WT and myeloid cell-specific BIG1 KO (BIG1 cKO) mice were intra-peritoneally administered with either LPS (50 mg/kg) or isometric saline. a Survival curves of LPS-treated WT and BIG1 cKO mice were calculated according to the Kaplan–Meier method. Survival analysis was performed using log-rank test (**P < 0.01; n = 10). b Body temperature of WT and BIG1 cKO mice were measured at the indicated time period. Mean ± SEM is presented and analyzed by Student’s t-test (***P < 0.001; n = 6). c Body weight loss of WT and BIG1 cKO mice were measured at the indicated time period. Mean ± SEM is presented and analyzed by Student’s t-test (***P < 0.001; n = 6). d The mRNA levels of the indicated cytokines in peritoneal macrophages from WT and BIG1 cKO mice injected intra-peritoneally with LPS (50 mg/kg) were measured by RT-qPCR at the indicated time period.
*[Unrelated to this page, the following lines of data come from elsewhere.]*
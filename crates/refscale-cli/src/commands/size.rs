use std::path::PathBuf;

use anyhow::{bail, Result};
use clap::Args;
use refscale_core::display::convert::inches_to_mm;
use refscale_core::display::{CanvasArea, Coin, ReferenceCircle};

use crate::summary::print_size_summary;

/// Accept a coin name in any case, e.g. `dime` or `Quarter`.
fn parse_coin(s: &str) -> Result<Coin, String> {
    s.parse::<Coin>().map_err(|e| e.to_string())
}

#[derive(Args)]
pub struct SizeArgs {
    /// Diameter in millimeters
    #[arg(long, conflicts_with_all = ["inches", "coin"])]
    pub mm: Option<f32>,

    /// Diameter in inches
    #[arg(long, conflicts_with = "coin")]
    pub inches: Option<f32>,

    /// Use a coin's diameter (penny, nickel, dime, quarter)
    #[arg(long, value_parser = parse_coin)]
    pub coin: Option<Coin>,

    /// Horizontal resolution of the display (px)
    #[arg(long, default_value = "1920")]
    pub pixel_width: f32,

    /// Physical display width in mm (0 = unknown, use --dpi)
    #[arg(long)]
    pub physical_width_mm: Option<f32>,

    /// Logical DPI used when the physical width is unknown
    #[arg(long)]
    pub dpi: Option<f32>,

    /// Canvas width (px)
    #[arg(long, default_value = "700")]
    pub canvas_width: f32,

    /// Canvas height (px)
    #[arg(long, default_value = "700")]
    pub canvas_height: f32,

    /// Margin kept clear around the circle (px)
    #[arg(long)]
    pub margin: Option<f32>,

    /// TOML config file (see `refscale config`)
    #[arg(short, long)]
    pub config: Option<PathBuf>,
}

pub fn run(args: &SizeArgs) -> Result<()> {
    let mut config = super::load_config(args.config.as_deref())?;
    if let Some(mm) = args.physical_width_mm {
        config.display.physical_width_mm = mm;
    }
    if let Some(dpi) = args.dpi {
        config.display.logical_dpi = dpi;
    }
    if let Some(margin) = args.margin {
        config.display.canvas_margin = margin;
    }
    config.display.validate()?;

    let (diameter_mm, label) = match (args.mm, args.inches, args.coin) {
        (Some(mm), _, _) => (mm, None),
        (_, Some(inches), _) => (inches_to_mm(inches), None),
        (_, _, Some(coin)) => (coin.diameter_mm(), Some(coin.name())),
        (None, None, None) => (inches_to_mm(config.display.default_diameter_in), None),
    };
    if diameter_mm < 0.0 {
        bail!("Diameter must not be negative, got {diameter_mm} mm");
    }

    let metrics = config.display.metrics(args.pixel_width);
    let area = CanvasArea::new(
        args.canvas_width,
        args.canvas_height,
        config.display.canvas_margin,
    );
    let circle = ReferenceCircle::from_mm(diameter_mm);
    let layout = circle.layout(&metrics, &area);

    print_size_summary(&circle, label, &metrics, &area, &layout);
    Ok(())
}

#[cfg(test)]
mod tests {
    use super::*;

    #[test]
    fn test_parse_coin_ignores_case() {
        assert_eq!(parse_coin("dime"), Ok(Coin::Dime));
        assert_eq!(parse_coin("QUARTER"), Ok(Coin::Quarter));
    }

    #[test]
    fn test_parse_coin_rejects_unknown() {
        let err = parse_coin("euro").unwrap_err();
        assert!(err.contains("euro"), "{err}");
    }
}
Mean ± SEM is presented and analyzed by Student’s t-test (*P < 0.05, **P < 0.01, ***P < 0.001; n = 6). e Blood was collected from WT and BIG1-cKO mice injected intra-peritoneally with LPS (50 mg/kg) at the indicated time points. Serum levels of the indicated cytokines from WT and BIG1 cKO mice were measured by ELISA at the indicated time point. Mean ± SEM is presented and analyzed by Student’s t-test (*P < 0.05, **P < 0.01, ***P < 0.001; n = 6). f, g Liver and lung sections from WT and BIG1 cKO mice were subjected to H&E staining at the indicated time point. The representative images were shown (original magnification, ×400;Scale bars, 50 μm). The inflammatory infiltration score was quantified. Data are presented as mean ± SEM. *P < 0.05, **P < 0.01, ***P < 0.001; n = 6; Student’s t-test.